Stay up to date with notifications from The Independent

Notifications can be managed in browser preferences.

The Truffler: Farmers' markets, Food Lovers' Fair at Dunorlan Park, Curiosities of Food

Saturday 22 September 2001 00:00 BST
Comments

Expect a stampede of squeaky-clean wicker shopping trolleys trundling off to the new farmers' markets in west London this month. Coinciding with this being farmers' markets month, and with activities at existing markets (www.farmersmarkets.net for details), new markets are setting out their stalls. There's now one in Hammersmith every Thursday (at St Paul's Green), Putney on Friday (at St Mary's Church on the bridge), Parsons Green on Saturday, and Kensington on Tuesday (in the car park of the Odeon cinema, opposite the Commonwealth Institute) and Friday in Lancers Square off Church Street. They're being organised by Tim Diamond-Brown, the man responsible for setting up the farmers' market in Barnes two years ago. He picked areas of London that he was pretty confident would let out a well-enunciated whoop of joy at the arrival of fine produce. There are Aberdeen Angus steaks, organic apple juice, ostrich, rare-breed meats and heaps of autumnal fruit and veg at this new crop of markets to fill shoppers' baskets with.

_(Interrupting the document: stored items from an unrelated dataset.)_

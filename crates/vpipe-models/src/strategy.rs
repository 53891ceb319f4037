//! Posting strategy derived from an analysis.

use chrono::{DateTime, Utc};
use schemars::JsonSchema;
use serde::{Deserialize, Serialize};
use std::collections::BTreeMap;
use std::fmt;
use uuid::Uuid;

use crate::video::VideoId;

/// Unique identifier for a strategy record.
#[derive(Debug, Clone, PartialEq, Eq, Hash, Serialize, Deserialize, JsonSchema)]
#[serde(transparent)]
pub struct StrategyId(pub String);

impl StrategyId {
    pub fn new() -> Self {
        Self(Uuid::new_v4().to_string())
    }

    pub fn as_str(&self) -> &str {
        &self.0
    }
}

impl Default for StrategyId {
    fn default() -> Self {
        Self::new()
    }
}

impl fmt::Display for StrategyId {
    fn fmt(&self, f: &mut fmt::Formatter<'_>) -> fmt::Result {
        write!(f, "{}", self.0)
    }
}

/// Publishing platform.
#[derive(
    Debug, Clone, Copy, PartialEq, Eq, Hash, PartialOrd, Ord, Serialize, Deserialize, JsonSchema,
)]
#[serde(rename_all = "snake_case")]
pub enum Platform {
    Tiktok,
    Instagram,
    Youtube,
    Facebook,
    Twitter,
    Linkedin,
}

impl Platform {
    pub const ALL: [Platform; 6] = [
        Platform::Tiktok,
        Platform::Instagram,
        Platform::Youtube,
        Platform::Facebook,
        Platform::Twitter,
        Platform::Linkedin,
    ];

    pub fn as_str(&self) -> &'static str {
        match self {
            Platform::Tiktok => "tiktok",
            Platform::Instagram => "instagram",
            Platform::Youtube => "youtube",
            Platform::Facebook => "facebook",
            Platform::Twitter => "twitter",
            Platform::Linkedin => "linkedin",
        }
    }
}

impl fmt::Display for Platform {
    fn fmt(&self, f: &mut fmt::Formatter<'_>) -> fmt::Result {
        write!(f, "{}", self.as_str())
    }
}

/// Recommended posting slot.
#[derive(Debug, Clone, PartialEq, Eq, Serialize, Deserialize, JsonSchema)]
pub struct PostingWindow {
    /// Day label, e.g. "tuesday" or "weekdays"
    pub day: String,
    /// Local time, "HH:MM"
    pub time: String,
}

impl PostingWindow {
    pub fn new(day: impl Into<String>, time: impl Into<String>) -> Self {
        Self {
            day: day.into(),
            time: time.into(),
        }
    }
}

/// Strategy record. Immutable once created.
#[derive(Debug, Clone, PartialEq, Serialize, Deserialize, JsonSchema)]
pub struct Strategy {
    pub id: StrategyId,
    pub video_id: VideoId,
    pub user_id: String,
    pub hooks: Vec<String>,
    pub captions: Vec<String>,
    /// Alternative hashtag sets
    pub hashtags: Vec<Vec<String>>,
    pub best_posting_times: BTreeMap<Platform, Vec<PostingWindow>>,
    pub target_audience: String,
    pub content_pillars: Vec<String>,
    /// Copied from the analysis
    pub viral_score: f32,
    pub created_at: DateTime<Utc>,
}
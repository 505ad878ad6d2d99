use std::{env, io, path::PathBuf};

use anyhow::{anyhow, Result};

const APPLICATION_DIR: &str = "focuslog";

/// Default location for records, settings and logs: `%APPDATA%\focuslog` on Windows,
/// `$XDG_STATE_HOME/focuslog` or `$HOME/.local/state/focuslog` elsewhere.
pub fn create_application_default_path() -> Result<PathBuf> {
    let path = {
        #[cfg(windows)]
        {
            let mut path = env::var("APPDATA")
                .map(PathBuf::from)
                .map_err(|_| anyhow!("APPDATA should be present on Windows"))?;
            path.push(APPLICATION_DIR);
            path
        }
        #[cfg(not(windows))]
        {
            let mut path = env::var("XDG_STATE_HOME")
                .map(PathBuf::from)
                .or_else(|_| {
                    env::var("HOME").map(|home| {
                        let mut path = PathBuf::from(home);
                        path.push(".local/state");
                        path
                    })
                })
                .map_err(|_| anyhow!("Couldn't find neither XDG_STATE_HOME nor HOME"))?;
            path.push(APPLICATION_DIR);
            path
        }
    };

    ensure_dir(path)
}

pub fn ensure_dir(path: PathBuf) -> Result<PathBuf> {
    match std::fs::create_dir_all(&path) {
        Ok(_) => Ok(path),
        Err(v) if v.kind() == io::ErrorKind::AlreadyExists => Ok(path),
        Err(v) => Err(v.into()),
    }
}
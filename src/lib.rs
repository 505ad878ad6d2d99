//! Turns recorded window focus and keyboard activity into reports: time per app, time per
//! category according to user rules and an activity heatmap over a range of days.
//!

pub mod analysis;
pub mod cli;
pub mod fs;
pub mod storage;
pub mod utils;
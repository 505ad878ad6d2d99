use anyhow::Result;
use chrono::{Local, NaiveDate};
use clap::Parser;

use crate::{
    analysis::report::{day_report, DayReport},
    storage::settings::SettingsProvider,
    utils::{
        percentage::{duration_percentage, Percentage},
        time::format_duration,
    },
};

use super::{
    parsing::{parse_date_arg, DateStyle, DATE_HELP},
    AppContext,
};

#[derive(Debug, Parser)]
pub struct DayCommand {
    #[arg(long, short, help = DATE_HELP)]
    date: Option<String>,
    #[arg(long, default_value_t = DateStyle::Uk, help = "Style of dates used during parsing. For Uk it's day/month/year. For Us it's month/day/year")]
    date_style: DateStyle,
    #[arg(short = 'p', long = "percentage", help = "Hide apps below this share of active time", default_value_t = Percentage::ZERO)]
    min_percentage: Percentage,
    #[arg(long, help = "Print the report as json")]
    json: bool,
}

/// Resolves the requested logical date. Without one, today according to the configured day
/// boundary is used.
pub fn resolve_date(
    context: &AppContext,
    date: Option<&str>,
    date_style: DateStyle,
    boundary_hour: u32,
) -> Result<NaiveDate> {
    match date {
        Some(value) => parse_date_arg(
            value,
            context.clock.time().with_timezone(&Local),
            date_style,
        ),
        None => Ok(context.clock.today(boundary_hour)),
    }
}

pub async fn process_day_command(
    context: &AppContext,
    DayCommand {
        date,
        date_style,
        min_percentage,
        json,
    }: DayCommand,
) -> Result<()> {
    let settings = context.settings.settings().await?;
    let date = resolve_date(
        context,
        date.as_deref(),
        date_style,
        settings.day_boundary_hour,
    )?;

    let report = day_report(&context.store, &context.settings, date).await?;

    if json {
        println!("{}", serde_json::to_string_pretty(&report)?);
    } else {
        print_report(&report, min_percentage);
    }
    Ok(())
}

fn print_report(report: &DayReport, min_percentage: Percentage) {
    println!(
        "{}\tactive {}\tfocus {}%\tkeys {}",
        report.logical_date,
        format_duration(report.active),
        *duration_percentage(report.focus, report.active) as i32,
        report.total_keys
    );

    if report.apps.is_empty() {
        println!("\nNo activity recorded");
    } else {
        println!("\nApps");
        for app in &report.apps {
            let share = duration_percentage(app.duration, report.active);
            if share < min_percentage {
                continue;
            }
            let switches = report
                .app_events
                .iter()
                .find(|v| v.app == app.app)
                .map_or(0, |v| v.events);
            println!(
                "  {}%\t{}\t{} switches\t{}",
                *share as i32,
                format_duration(app.duration),
                switches,
                app.app
            );
        }

        println!("\nCategories");
        for category in &report.categories {
            println!(
                "  {}%\t{}\t{}",
                *duration_percentage(category.duration, report.active) as i32,
                format_duration(category.duration),
                category.category
            );
        }
    }

    if !report.notes.is_empty() {
        println!("\nNotes");
        for note in &report.notes {
            println!(
                "  {}\t{}",
                note.timestamp.with_timezone(&Local).format("%H:%M"),
                note.content
            );
        }
    }

    if let Some(blog) = &report.blog {
        println!("\nBlog\n{blog}");
    }
}
use std::fmt::Display;

use anyhow::Result;
use chrono::{DateTime, Local, NaiveDate};
use chrono_english::parse_date_string;
use clap::{CommandFactory, ValueEnum};

use super::Args;

#[derive(Debug, Clone, Copy, Default, ValueEnum)]
pub enum DateStyle {
    #[default]
    Uk,
    Us,
}

impl From<DateStyle> for chrono_english::Dialect {
    fn from(value: DateStyle) -> Self {
        match value {
            DateStyle::Uk => Self::Uk,
            DateStyle::Us => Self::Us,
        }
    }
}

impl Display for DateStyle {
    fn fmt(&self, f: &mut std::fmt::Formatter<'_>) -> std::fmt::Result {
        match self {
            DateStyle::Uk => write!(f, "uk"),
            DateStyle::Us => write!(f, "us"),
        }
    }
}

pub const DATE_HELP: &str =
    "Either 2025-03-15 or an expression like \"yesterday\", \"last friday\", \"15/03/2025\"";

/// Parses a date argument. ISO dates are taken as they are, anything else goes through
/// chrono-english relative to `now`.
pub fn parse_date_arg(value: &str, now: DateTime<Local>, style: DateStyle) -> Result<NaiveDate> {
    if let Ok(date) = NaiveDate::parse_from_str(value, "%Y-%m-%d") {
        return Ok(date);
    }
    parse_moment_arg(value, now, style).map(|moment| moment.date_naive())
}

pub fn parse_moment_arg(
    value: &str,
    now: DateTime<Local>,
    style: DateStyle,
) -> Result<DateTime<Local>> {
    match parse_date_string(value, now, style.into()) {
        Ok(v) => Ok(v),
        Err(e) => Err(Args::command()
            .error(
                clap::error::ErrorKind::ValueValidation,
                format!("Failed to validate date \"{value}\": {e}"),
            )
            .into()),
    }
}

#[cfg(test)]
mod tests {
    use chrono::{Local, NaiveDate, TimeZone};

    use super::{parse_date_arg, DateStyle};

    #[test]
    fn iso_dates_are_parsed_directly() {
        let now = Local.with_ymd_and_hms(2025, 3, 20, 12, 0, 0).unwrap();
        assert_eq!(
            parse_date_arg("2025-03-15", now, DateStyle::Uk).unwrap(),
            NaiveDate::from_ymd_opt(2025, 3, 15).unwrap()
        );
    }

    #[test]
    fn dialect_decides_day_month_order() {
        let now = Local.with_ymd_and_hms(2025, 3, 20, 12, 0, 0).unwrap();
        assert_eq!(
            parse_date_arg("04/03/2025", now, DateStyle::Uk).unwrap(),
            NaiveDate::from_ymd_opt(2025, 3, 4).unwrap()
        );
        assert_eq!(
            parse_date_arg("04/03/2025", now, DateStyle::Us).unwrap(),
            NaiveDate::from_ymd_opt(2025, 4, 3).unwrap()
        );
    }

    #[test]
    fn garbage_is_rejected() {
        let now = Local.with_ymd_and_hms(2025, 3, 20, 12, 0, 0).unwrap();
        assert!(parse_date_arg("not a date at all", now, DateStyle::Uk).is_err());
    }
}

The Food Lovers' Fair at Dunorlan Park, Royal Tunbridge Wells, Kent this weekend fields 100 speciality food and drink producers who have had to meet the high standards of Henrietta Green and her sniffer dog, Violet, to get a stall. Those that have made it past quality control include L'Atelier du Chocolat, supplier of sublimely dark and silky chocolate in flavours lemon-and-thyme, verbena, passion fruit and tobacco; Herdwick lamb from Cumbria; rare-breed meats; Kentish cobnuts and Medown Cedaridge Dairy's goats' and ewes' milk cheeses. TV chef Brian Turner, Caroline Waldegrave, Clarissa Dickson Wright and the author of Henrietta Green's Farmers' Markets Cookbook will all give cookery demonstrations. Admission is £5 today and tomorrow on the gate, 10am to 5.30pm. Visit the website www.foodloversfairs.com for details, and for a picture of Henrietta and Violet.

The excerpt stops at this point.